New data resource lists research on infection prevention from COVID-19 vaccines

About Tara Haelle

Tara Haelle (@TaraHaelle) is AHCJ's medical studies core topic leader, guiding journalists through the jargon-filled shorthand of science and research and enabling them to translate the evidence into accurate information.

Coronavirus CG Illustration

Photo: Yuri Samoilov via Flickr

Since the COVID-19 vaccines were authorized by the FDA, one of the big questions has been how well they prevent transmission of the COVID-19 even among those who have been vaccinated. The clinical trials used disease — an infection with symptoms — as the endpoint because stopping severe disease and death was the most important priority. In addition, it’s very difficult to develop a vaccine that creates sterilizing immunity, the type of immunity that prevents infection — the virus’s ability to enter cells and begin replicating.

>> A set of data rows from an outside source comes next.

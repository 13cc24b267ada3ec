//! The record format for per-DID event logs.
//!
//! A record is immutable once appended. Index order is the only ordering;
//! there is no per-record causal metadata. Records are self-describing JSON
//! so any implementation can read a replicated log.

use bytes::Bytes;
use serde::{Deserialize, Serialize};
use serde_json::{Map, Value};

use crate::error::CoreError;

/// Format version stamped on every appended record.
pub const FORMAT_VERSION: &str = env!("CARGO_PKG_VERSION");

/// The `eventType` of the mandatory header record at index 0.
pub const INIT_EVENT_TYPE: &str = "init";

/// An event payload. Arbitrary structured data; the fold in the ledger only
/// looks at an event's `payload` sub-object.
pub type Event = Value;

/// One immutable element of a log: a format-version tag, an append
/// timestamp (unix milliseconds), and the event itself.
#[derive(Debug, Clone, PartialEq, Serialize, Deserialize)]
pub struct Record {
    pub version: String,
    pub at: i64,
    pub event: Event,
}

impl Record {
    /// Wrap an event for appending, stamped with the current time.
    pub fn new(event: Event) -> Self {
        Self {
            version: FORMAT_VERSION.to_string(),
            at: now_millis(),
            event,
        }
    }

    /// Serialize to the on-log byte form.
    pub fn to_bytes(&self) -> Result<Bytes, CoreError> {
        let raw = serde_json::to_vec(self).map_err(|e| CoreError::EncodingError(e.to_string()))?;
        Ok(Bytes::from(raw))
    }

    /// Parse a raw record read from index `index`.
    pub fn from_bytes(index: u64, bytes: &[u8]) -> Result<Self, CoreError> {
        serde_json::from_slice(bytes).map_err(|e| CoreError::CorruptRecord {
            index,
            reason: e.to_string(),
        })
    }
}

/// Build the header event `{"eventType": "init", ...metadata}`.
pub fn header_event(metadata: Map<String, Value>) -> Event {
    let mut event = Map::new();
    event.insert("eventType".to_string(), Value::from(INIT_EVENT_TYPE));
    for (k, v) in metadata {
        event.insert(k, v);
    }
    Value::Object(event)
}

/// Parsed view of the record at index 0.
///
/// The header establishes the document's declared type. Its own fields are
/// metadata, not document state; they never take part in the fold.
#[derive(Debug, Clone, PartialEq)]
pub struct Header {
    event: Map<String, Value>,
}

impl Header {
    /// Interpret a record 0 event as the header.
    pub fn from_record(record: &Record) -> Result<Self, CoreError> {
        match &record.event {
            Value::Object(map) => Ok(Self { event: map.clone() }),
            other => Err(CoreError::CorruptRecord {
                index: 0,
                reason: format!("header event is not an object: {other}"),
            }),
        }
    }

    /// The declared `eventType` of the header, if present.
    pub fn event_type(&self) -> Option<&str> {
        self.event.get("eventType").and_then(Value::as_str)
    }

    /// The document type declared by the header's `type` field.
    pub fn doc_type(&self) -> Option<&str> {
        self.event.get("type").and_then(Value::as_str)
    }

    /// Access an arbitrary header metadata field.
    pub fn get(&self, field: &str) -> Option<&Value> {
        self.event.get(field)
    }
}

/// Current time in unix milliseconds.
fn now_millis() -> i64 {
    use std::time::{SystemTime, UNIX_EPOCH};
    SystemTime::now()
        .duration_since(UNIX_EPOCH)
        .expect("time went backwards")
        .as_millis() as i64
}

A handful of vaccines can prevent infection, but most only prevent disease. If the COVID-19 vaccines do not prevent infection, that means a person who is vaccinated can theoretically pick up the virus, which will then replicate for a short time before the immune response takes care of it.

During that time, the vaccinated person would potentially be infectious to others, though less so than a symptomatic person since the vaccinated person would not have much virus (viral load) in their body. If, however, the vaccines can prevent infection entirely, then most vaccinated people would not be likely to pick up the virus and risk passing it on to others.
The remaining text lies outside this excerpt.